C'est un bonheur indicible que de vous retrouver, ma chère Anne.

Anne ne disait rien. La joue contre celle de sa sœur, elle se trouvait hors d'elle-même, des années en arrière, avant la séparation. Ce monde d'avant Vienne, qu'elle avait violemment rejeté avec tout ce qu'il comportait de douceur, d'enfance, de sécurité, l'envahissait toute entière, sans qu'elle y pût rien. Elle qui avait, pour lutter contre le chagrin et l'angoisse, pris l'habitude de tout maîtriser, voilà qu'elle ne contrôlait plus rien.
C'en était trop. Passer en quelques instants de la noire perspective d'une solitude absolue à celle de retrouvailles ; songer au corps inerte de sa mère, n'y plus songer, y songer encore ; sentir sur sa joue des larmes dont elle ne savait si elles étaient siennes ou autres ; oublier les domestiques, dans son dos, se révolter à l'idée qu'ils la regardaient, gênés... C'était plus qu'elle n'en pouvait supporter.
Blanche avait parlé, et Anne croyait entendre sa propre voix.


Je ne puis, Blanche, vous souhaiter le bonjour. Quelle triste journée que celle-ci.


Il fallut les mots de son frère, et leur cruel rappel à la réalité de l'instant, pour qu'elle se détache de sa jumelle, d'un seul coup, dans un arrachement qui lui provoqua aux tempes de douloureux élancements.


Ne désirez-vous pas monter avec moi pour veiller Madame ?

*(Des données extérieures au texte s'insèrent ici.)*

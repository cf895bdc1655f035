use url::Url;

use crate::models::Nft;

/// Extensions accepted by the account-gallery policy (static images only).
const IMAGE_EXTENSIONS: [&str; 6] = ["jpg", "jpeg", "png", "gif", "webp", "svg"];

/// Decides whether a fetched item is displayable.
///
/// Two variants exist, mirroring the two gallery routes:
/// - `home`: requires the image URL to be https.
/// - `account`: accepts any absolute URL scheme but additionally requires a
///   static-image extension, so arbitrary wallets can't flood the view with
///   data-URIs and untyped assets.
#[derive(Debug, Clone, Default)]
pub struct FilterPolicy {
    deny_keywords: Vec<String>,
    require_https: bool,
    require_image_ext: bool,
}

impl FilterPolicy {
    pub fn home(keywords: &[String]) -> Self {
        Self {
            deny_keywords: lowercase(keywords),
            require_https: true,
            require_image_ext: false,
        }
    }

    pub fn account(keywords: &[String]) -> Self {
        Self {
            deny_keywords: lowercase(keywords),
            require_https: false,
            require_image_ext: true,
        }
    }

    /// Rules run short-circuit in order; the first failing rule excludes the
    /// item. No side effects.
    pub fn is_displayable(&self, nft: &Nft) -> bool {
        let image_url = nft.image_url.as_deref().unwrap_or("");

        // Rule 1: syntactically valid absolute URL (https on the home policy)
        let parsed = match Url::parse(image_url) {
            Ok(u) => u,
            Err(_) => return false,
        };
        if self.require_https && parsed.scheme() != "https" {
            return false;
        }

        // Rule 2: configured deny-keywords against the lowercase name
        if !self.deny_keywords.is_empty() {
            let name = nft.name.as_deref().unwrap_or("").to_lowercase();
            if self.deny_keywords.iter().any(|k| name.contains(k.as_str())) {
                return false;
            }
        }

        // Rule 3: the public IPFS gateway is too slow/unreliable to display
        if image_url.contains("ipfs.io") {
            return false;
        }

        // Rule 4 (account policy): static-image extensions only, no data-URIs
        if self.require_image_ext {
            if parsed.scheme() == "data" {
                return false;
            }
            if !has_image_extension(parsed.path()) {
                return false;
            }
        }

        true
    }
}

fn lowercase(keywords: &[String]) -> Vec<String> {
    keywords
        .iter()
        .map(|k| k.trim().to_lowercase())
        .filter(|k| !k.is_empty())
        .collect()
}

fn has_image_extension(path: &str) -> bool {
    match path.rsplit_once('.') {
        Some((_, ext)) => {
            let ext = ext.to_lowercase();
            IMAGE_EXTENSIONS.contains(&ext.as_str())
        }
        None => false,
    }
}

#[cfg(test)]
mod tests {
    use super::*;

    fn nft(name: &str, image_url: &str) -> Nft {
        Nft {
            name: Some(name.to_string()),
            image_url: Some(image_url.to_string()),
            ..Default::default()
        }
    }

    #[test]
    fn home_policy_requires_https() {
        let policy = FilterPolicy::home(&[]);
        assert!(policy.is_displayable(&nft("a", "https://cdn.example.com/a.png")));
        assert!(!policy.is_displayable(&nft("a", "http://cdn.example.com/a.png")));
        assert!(!policy.is_displayable(&nft("a", "not a url")));
        assert!(!policy.is_displayable(&nft("a", "/relative/path.png")));
    }

    #[test]
    fn missing_image_url_is_not_displayable() {
        let policy = FilterPolicy::home(&[]);
        let item = Nft {
            name: Some("a".into()),
            ..Default::default()
        };
        assert!(!policy.is_displayable(&item));
    }

    #[test]
    fn deny_keywords_match_case_insensitive_substrings() {
        let keywords = vec!["airdrop".to_string(), "SPAM".to_string()];
        let policy = FilterPolicy::home(&keywords);
        assert!(!policy.is_displayable(&nft("Free AIRDROP inside", "https://x.io/a.png")));
        assert!(!policy.is_displayable(&nft("totally spammy", "https://x.io/a.png")));
        assert!(policy.is_displayable(&nft("legit art", "https://x.io/a.png")));
    }

    #[test]
    fn keyword_match_excludes_regardless_of_url_validity() {
        let keywords = vec!["scam".to_string()];
        let policy = FilterPolicy::home(&keywords);
        assert!(!policy.is_displayable(&nft("scam token", "https://good.example/a.png")));
    }

    #[test]
    fn ipfs_gateway_urls_are_excluded() {
        let policy = FilterPolicy::home(&[]);
        assert!(!policy.is_displayable(&nft("a", "https://ipfs.io/ipfs/Qm123/img.png")));
    }

    #[test]
    fn account_policy_requires_image_extension() {
        let policy = FilterPolicy::account(&[]);
        assert!(policy.is_displayable(&nft("a", "https://x.io/a.png")));
        assert!(policy.is_displayable(&nft("a", "https://x.io/a.JPEG")));
        // http is fine on the account policy as long as it is absolute
        assert!(policy.is_displayable(&nft("a", "http://x.io/a.gif")));
        assert!(!policy.is_displayable(&nft("a", "https://x.io/a.mp4")));
        assert!(!policy.is_displayable(&nft("a", "https://x.io/no-extension")));
        assert!(!policy.is_displayable(&nft("a", "data:image/png;base64,AAAA")));
    }

    #[test]
    fn empty_keyword_entries_are_ignored() {
        let keywords = vec!["  ".to_string(), String::new()];
        let policy = FilterPolicy::home(&keywords);
        assert!(policy.is_displayable(&nft("anything", "https://x.io/a.png")));
    }
}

Rien. Anne ne désirait plus rien. Elle ne savait plus ce qu'elle faisait là, ni qui elle était. Elle voulait revenir à ses cinq ans, que Mère fût encore au couvent, ou même dans sa chambre, à pleurer le père mort ; que Gabriel la regardât du haut de ses neuf ans dédaigneux, en chef de famille ; que Blanche en rît en cachette, le regard espiègle, l'entraînant dans son fou-rire. Mais qu'était-ce que tout cela ? Le passé, révolu. Le néant. Rien.

Elle hocha lentement la tête, tourna ses regards vers la porte donnant sur l'escalier, les leva vers la chambre, comme si elle eût pu voir au travers du plafond.


Tenez-vous droite, Anne !

La voix de sa mère, sèche et indifférente, se fit entendre, et Anne obéit. Elle se redressa, parce que c'est encore ce qu'il y a de mieux à faire, quand rien ne va plus : se tenir droite, offrir au monde une image lisse, et prier - si l'on sait encore prier - pour que le monde n'y voie que du feu.
Elle franchit la porte, monta les marches, qui lui parurent bien moins hautes, et bien moins nombreuses qu'autrefois. Elle traversa la première pièce des appartements de sa mère, une autre. Elle poussa la porte de la chambre.
Elle n'osa pas approcher. La vicomtesse reposait, apaisée, et si jeune ! Elle dormait, si proche et déjà si loin de ceux qu'elle avait aimés. Cette immobilité était à la fougue de sa mère un dernier camouflet, une trahison.
Anne s'appuya à la paroi, laissant le passage à son frère et à sa sœur. Ils étaient proches du Très-haut, eux. Ils accepteraient plus facilement qu'elle. Elle le savait, et se reprochait déjà de leur en faire grief.